A while ago I pulled a pile of novellas and other short books off my shelves, intending to do an intensive reading weekend. As it turned out, for reasons I forget, I only finished one book – and that book was David Rieff’s Swimming in a Sea of Death: a Son’s Memoir (2008). I’d bought it on a whim in Oxford’s £2 bookshop (now under the similar, but crucially different, name of £3 bookshop), with the assumption that I’d probably never actually get around to reading it. Yes, I should question my purchasing decision. But, in this case, I was wrong – and it was on my shelves for just under two years before making the cut.
Oh, and there is a quotation from Oliver Sacks on the front. I think I’d forgotten that, but it must have made me more likely to buy it in the first place; nobody writes about difficult subjects more sensitively than Sacks.
In case (like me) you didn’t know, David Rieff is Susan Sontag’s son. And I’m going to assume you know who Susan Sontag is, but, if you don’t, her Wikipedia page will fill you in. And it’s best to know about her beforehand, because we learn surprisingly little about Sontag from Rieff’s memoir. Because it isn’t really a memoir of her life. I’ve read a couple of books about grief – C.S. Lewis’s A Grief Observed and Calvin Trillin’s About Alice, which I wrote about together – both of which were as much about life (and/or theology) as they were about death. Rieff’s book really is swimming in a sea of death – the gruelling and cruel process of Sontag dying from leukemia, and his own anger, helplessness, and frustration. Which made it both a difficult book to read, and a very focused one.

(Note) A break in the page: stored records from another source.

use serde::{Deserialize, Serialize};

use crate::SessionError;

/// Inclusive bounds of one random sync-rate step.
#[derive(Debug, Clone, Copy, PartialEq, Eq, Serialize, Deserialize)]
pub struct StepRange {
    pub min: u8,
    pub max: u8,
}

impl StepRange {
    pub const fn new(min: u8, max: u8) -> Self {
        Self { min, max }
    }
}

/// Rules applied by [`crate::Fusion`].
#[derive(Debug, Clone, PartialEq, Serialize, Deserialize)]
#[serde(default)]
pub struct SessionConfig {
    /// Registry label of the mother role. Its confidence drives the sync rate.
    pub mother_label: String,
    pub child_label: String,
    /// Imperative/chore vocabulary that marks a text-only event as the mother's.
    pub mother_keywords: Vec<String>,
    /// Heuristic increase when a mother keyword matches.
    pub raise: StepRange,
    /// Heuristic decrease otherwise.
    pub lower: StepRange,
}

impl Default for SessionConfig {
    fn default() -> Self {
        Self {
            mother_label: "mother".to_string(),
            child_label: "child".to_string(),
            mother_keywords: ["片付け", "掃除", "宿題", "やりなさい", "ダメ", "早く"]
                .into_iter()
                .map(String::from)
                .collect(),
            raise: StepRange::new(15, 30),
            lower: StepRange::new(5, 15),
        }
    }
}

impl SessionConfig {
    pub fn validate(&self) -> Result<(), SessionError> {
        if self.mother_label.is_empty() || self.child_label.is_empty() {
            return Err(SessionError::Config("role labels must not be empty".into()));
        }
        if self.mother_label == self.child_label {
            return Err(SessionError::Config(format!(
                "mother and child share the label {:?}",
                self.mother_label
            )));
        }
        for (name, r) in [("raise", self.raise), ("lower", self.lower)] {
            if r.min > r.max || r.max > 100 {
                return Err(SessionError::Config(format!(
                    "{name} range {}..={} is invalid",
                    r.min, r.max
                )));
            }
        }
        Ok(())
    }
}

Rieff’s anger is not just at the cruelties of fate but at the insensitivity of certain doctors and unhelpfulness of the information provided. His narrative moves between documenting the failing health of his mother, the ineptitude of certain parts of the medical system, and a broader philosophy of dying. Or perhaps not a philosophy of dying so much as an attempt to make an abstract sense of what was happening. Not a conclusive sense, understandably, but a way of formulating his thoughts and response.
How to reconcile the reality of human mortality with the reigning assumption in the rich world that every disease must have a cure, if not now then sometime in the future? The logic of the former is the acceptance of death. But the logic of the latter is that death is somehow a mistake, and that someday that mistake will be rectified.
How, above all if you struggled to find the right doctors, and braved the most gruesome treatments, can you really say to yourself that none of this really had much to do with why you were still walking on the earth rather than dissolving under it? It is hard enough for any cancer patient to really resist the idea that some failure on his or her own part brought the illness on. After all, Reichian explanations of psychological repression causing cancer have in our time tended to give way to explanation based on one’s having eaten the wrong foods, the basis of such self-blame, and the assumption that the cancer patient is in a deep sense the author of his or her own disease is still very much in the air.
You can understand why I feel ill-equipped to write very much about this book – both because I have experienced nothing similar myself, and because – well – how can one write about it? (Yet somehow I managed with Simon Stephenson’s excellent Let Not The Waves of the Sea.)
What do we learn about Sontag? There was this tantalising tid-bit that I wish had been developed further…
She told me more than once that she believed that hope and will had been all she had to see herself through her alienated childhood, get herself out of the Southwest and on to the University of Chicago, where, at seventeen, she agreed to marry my father after knowing him for a little more than a week. Seven years later, that same sense of being able to remake her life no matter the obstacles – and not just remake it but also to make version two, or three, or four better than their predecessors – had given her the strength to extricate herself from the marriage.
Rieff iterates the description that she is ‘someone who loved reason (and, more crucially, loathed appeals to the subjective)’ – or words to that effect – throughout. I find people who loathe the subjective completely inexplicable – life is subjective! – and no characteristic ignores me more than those who use ‘logic’ as a cover for not considering emotion. All of which meant that I had the interesting experience of reading about the terrible circumstances surrounding a woman whose outlook on life was poles apart from mine; I couldn’t rely on natural empathy, which made the book all the more fascinating and moving to read, somehow. (Incidentally, Rieff mentions towards the end ‘I have preferred to write as little as possible of my relations with my mother in the last decade of her life, but suffice it to say that they were often strained and at times very difficult.‘)
So I didn’t come away from Swimming in a Sea of Death feeling the way I did to C.S. Lewis’s wife, Simon Stephenson’s brother, or Calvin Trillin’s wife; it’s not that sort of book. Rather, it shows precisely how witnessing dying and death are transformative experiences for a relative even when there isn’t a great relationship, and (obviously to a lesser degree) for an observing reader, even when the reader does not instinctively warm to the person in question.